There is no freedom without solidarity: this was the motto of the great protest movement in Poland in the early 1980s. Today, solidarity once again represents hope for freedom in Europe: hope for a just peace, for political freedom, for freedom of thought. Amid war, polarization, social fragmentation, and the rise of autocratic and right-wing populist movements, calls for solidarity are growing louder again. In conversation with the poets Julia Cimafiejeva and Ostap Slyvynsky, we explore the potential of solidarity-based thought, engagement, and action, particularly with regard to current experiences in East-Central Europe. Focusing on writing and translating, we ask about the role of literature in forging solidarity and creating alliances in dark times.

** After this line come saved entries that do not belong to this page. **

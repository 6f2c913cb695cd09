//! Routes gateway (EMBP).
//!
//! Each sibling module exports a subrouter; this module merges them, attaches
//! the shared state and the HTTP layers, and is the only thing `main.rs`
//! needs to know about.

use axum::{http::StatusCode, response::IntoResponse, response::Response, Json, Router};
use serde_json::json;
use tower_http::{cors::CorsLayer, trace::TraceLayer};

use crate::{Config, SharedStore, StoreError};

mod chart;
mod health;
mod latest;
mod readings;

/// Router state: the injected store capability plus configuration.
pub type AppState = (SharedStore, Config);

// ---

pub fn router(store: SharedStore, config: Config) -> Router {
    // ---
    Router::new()
        .merge(readings::router())
        .merge(latest::router())
        .merge(chart::router())
        .merge(health::router())
        .fallback(not_found)
        .layer(TraceLayer::new_for_http())
        .layer(CorsLayer::permissive())
        .with_state((store, config))
}

async fn not_found() -> Response {
    (
        StatusCode::NOT_FOUND,
        Json(json!({ "error": "Endpoint not found" })),
    )
        .into_response()
}

/// 500 response for a failed store call. `what` completes "Failed to ...".
fn storage_failure(what: &str, err: &StoreError) -> Response {
    // ---
    tracing::error!("Failed to {}: {}", what, err);
    (
        StatusCode::INTERNAL_SERVER_ERROR,
        Json(json!({
            "error": format!("Failed to {what}"),
            "code": err.code(),
        })),
    )
        .into_response()
}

Julia Cimafiejeva is a Belarusian writer and translator. She is the author of six poetry collections in Belarusian and the English-language documentary book Minsk Diary (2021). Her recent books in German are Der Angststein: Gedichte (2022) and Ich zerschneide die Geschichte: Lyrik und Collagen (2025). Cimafiejeva’s debut book Motherfield: Poems & Belarusian Protest Diary (2022) was long-listed for the American PEN Award for Poetry in Translation. She has translated books by Walt Whitman, Stephen Crane, Paul Celan, Maja Lunde, and Stian Hole, and is the winner of the Carlos Sherman Translation Prize for her translations of poems by Stephen Crane.
 
Ostap Slyvynsky is a Ukrainian poet, translator, essayist, and scholar. He is the author of five books of poetry, as well as The Dictionary of War (2023), which is based on testimony from participants in and witnesses to the Russian invasion of Ukraine. For his poetry he has been awarded the Hubert Burda Prize (2009) and the Kovaliv Fund Prize (2013). Recently he edited an anthology of modern Ukrainian poetry titled Among the Sirens: New Poems of War (2023). Slyvynsky also initiated, and participated in, several human rights campaigns in Ukraine. From 2006 to 2007, he was the first program director of the International Literary Festival in Lviv. Since 2021, Slyvynsky has organized PEN Ukraine’s festival Propysy (The Writings).

The event will be held in English

A cooperation with the Slavic Studies Institute at the University of Potsdam.